--- TASK REQUIREMENTS ---
Write every entry out again, unchanged.
[[ TASK INPUTS open ]]
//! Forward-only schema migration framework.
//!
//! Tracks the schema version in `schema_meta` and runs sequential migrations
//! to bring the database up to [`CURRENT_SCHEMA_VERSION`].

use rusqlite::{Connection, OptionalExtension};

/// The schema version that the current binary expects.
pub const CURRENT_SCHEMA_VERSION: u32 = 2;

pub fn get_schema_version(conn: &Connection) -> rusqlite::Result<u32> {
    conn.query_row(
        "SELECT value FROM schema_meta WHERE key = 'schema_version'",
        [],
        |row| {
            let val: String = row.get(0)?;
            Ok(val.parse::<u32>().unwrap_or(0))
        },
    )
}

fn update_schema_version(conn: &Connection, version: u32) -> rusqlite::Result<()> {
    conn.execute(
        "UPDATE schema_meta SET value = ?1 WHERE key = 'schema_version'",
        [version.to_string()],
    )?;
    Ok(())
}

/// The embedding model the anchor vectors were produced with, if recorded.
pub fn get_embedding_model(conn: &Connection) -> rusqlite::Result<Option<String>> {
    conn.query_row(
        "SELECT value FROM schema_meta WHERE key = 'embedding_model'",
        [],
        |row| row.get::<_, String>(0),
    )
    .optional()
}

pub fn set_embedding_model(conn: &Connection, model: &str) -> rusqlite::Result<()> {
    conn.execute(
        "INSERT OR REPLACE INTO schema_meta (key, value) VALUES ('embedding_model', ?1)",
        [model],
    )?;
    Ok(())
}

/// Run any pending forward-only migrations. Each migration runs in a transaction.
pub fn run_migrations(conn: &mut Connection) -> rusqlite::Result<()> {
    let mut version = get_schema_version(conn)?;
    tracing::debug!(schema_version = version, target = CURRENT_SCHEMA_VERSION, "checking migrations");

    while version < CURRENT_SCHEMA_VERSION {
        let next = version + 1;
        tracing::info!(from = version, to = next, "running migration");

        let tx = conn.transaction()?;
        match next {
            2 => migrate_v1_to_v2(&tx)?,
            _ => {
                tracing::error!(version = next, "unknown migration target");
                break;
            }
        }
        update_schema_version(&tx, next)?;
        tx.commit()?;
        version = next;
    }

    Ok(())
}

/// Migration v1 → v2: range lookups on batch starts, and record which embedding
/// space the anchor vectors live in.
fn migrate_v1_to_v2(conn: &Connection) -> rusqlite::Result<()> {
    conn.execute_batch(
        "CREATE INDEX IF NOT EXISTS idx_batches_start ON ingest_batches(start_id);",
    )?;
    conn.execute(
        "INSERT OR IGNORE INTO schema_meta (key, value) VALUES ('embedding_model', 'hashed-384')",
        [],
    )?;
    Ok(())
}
[[ TASK INPUTS closed ]]
--- REPLY ---
//! Forward-only schema migration framework.
//!
//! Tracks the schema version in `schema_meta` and runs sequential migrations
//! to bring the database up to [`CURRENT_SCHEMA_VERSION`].

use rusqlite::{Connection, OptionalExtension};

/// The schema version that the current binary expects.
pub const CURRENT_SCHEMA_VERSION: u32 = 2;

pub fn get_schema_version(conn: &Connection) -> rusqlite::Result<u32> {
    conn.query_row(
        "SELECT value FROM schema_meta WHERE key = 'schema_version'",
        [],
        |row| {
            let val: String = row.get(0)?;
            Ok(val.parse::<u32>().unwrap_or(0))
        },
    )
}

fn update_schema_version(conn: &Connection, version: u32) -> rusqlite::Result<()> {
    conn.execute(
        "UPDATE schema_meta SET value = ?1 WHERE key = 'schema_version'",
        [version.to_string()],
    )?;
    Ok(())
}

/// The embedding model the anchor vectors were produced with, if recorded.
pub fn get_embedding_model(conn: &Connection) -> rusqlite::Result<Option<String>> {
    conn.query_row(
        "SELECT value FROM schema_meta WHERE key = 'embedding_model'",
        [],
        |row| row.get::<_, String>(0),
    )
    .optional()
}

pub fn set_embedding_model(conn: &Connection, model: &str) -> rusqlite::Result<()> {
    conn.execute(
        "INSERT OR REPLACE INTO schema_meta (key, value) VALUES ('embedding_model', ?1)",
        [model],
    )?;
    Ok(())
}

/// Run any pending forward-only migrations. Each migration runs in a transaction.
pub fn run_migrations(conn: &mut Connection) -> rusqlite::Result<()> {
    let mut version = get_schema_version(conn)?;
    tracing::debug!(schema_version = version, target = CURRENT_SCHEMA_VERSION, "checking migrations");

    while version < CURRENT_SCHEMA_VERSION {
        let next = version + 1;
        tracing::info!(from = version, to = next, "running migration");

        let tx = conn.transaction()?;
        match next {
            2 => migrate_v1_to_v2(&tx)?,
            _ => {
                tracing::error!(version = next, "unknown migration target");
                break;
            }
        }
        update_schema_version(&tx, next)?;
        tx.commit()?;
        version = next;
    }

    Ok(())
}

/// Migration v1 → v2: range lookups on batch starts, and record which embedding
/// space the anchor vectors live in.
fn migrate_v1_to_v2(conn: &Connection) -> rusqlite::Result<()> {
    conn.execute_batch(
        "CREATE INDEX IF NOT EXISTS idx_batches_start ON ingest_batches(start_id);",
    )?;
    conn.execute(
        "INSERT OR IGNORE INTO schema_meta (key, value) VALUES ('embedding_model', 'hashed-384')",
        [],
    )?;
    Ok(())
}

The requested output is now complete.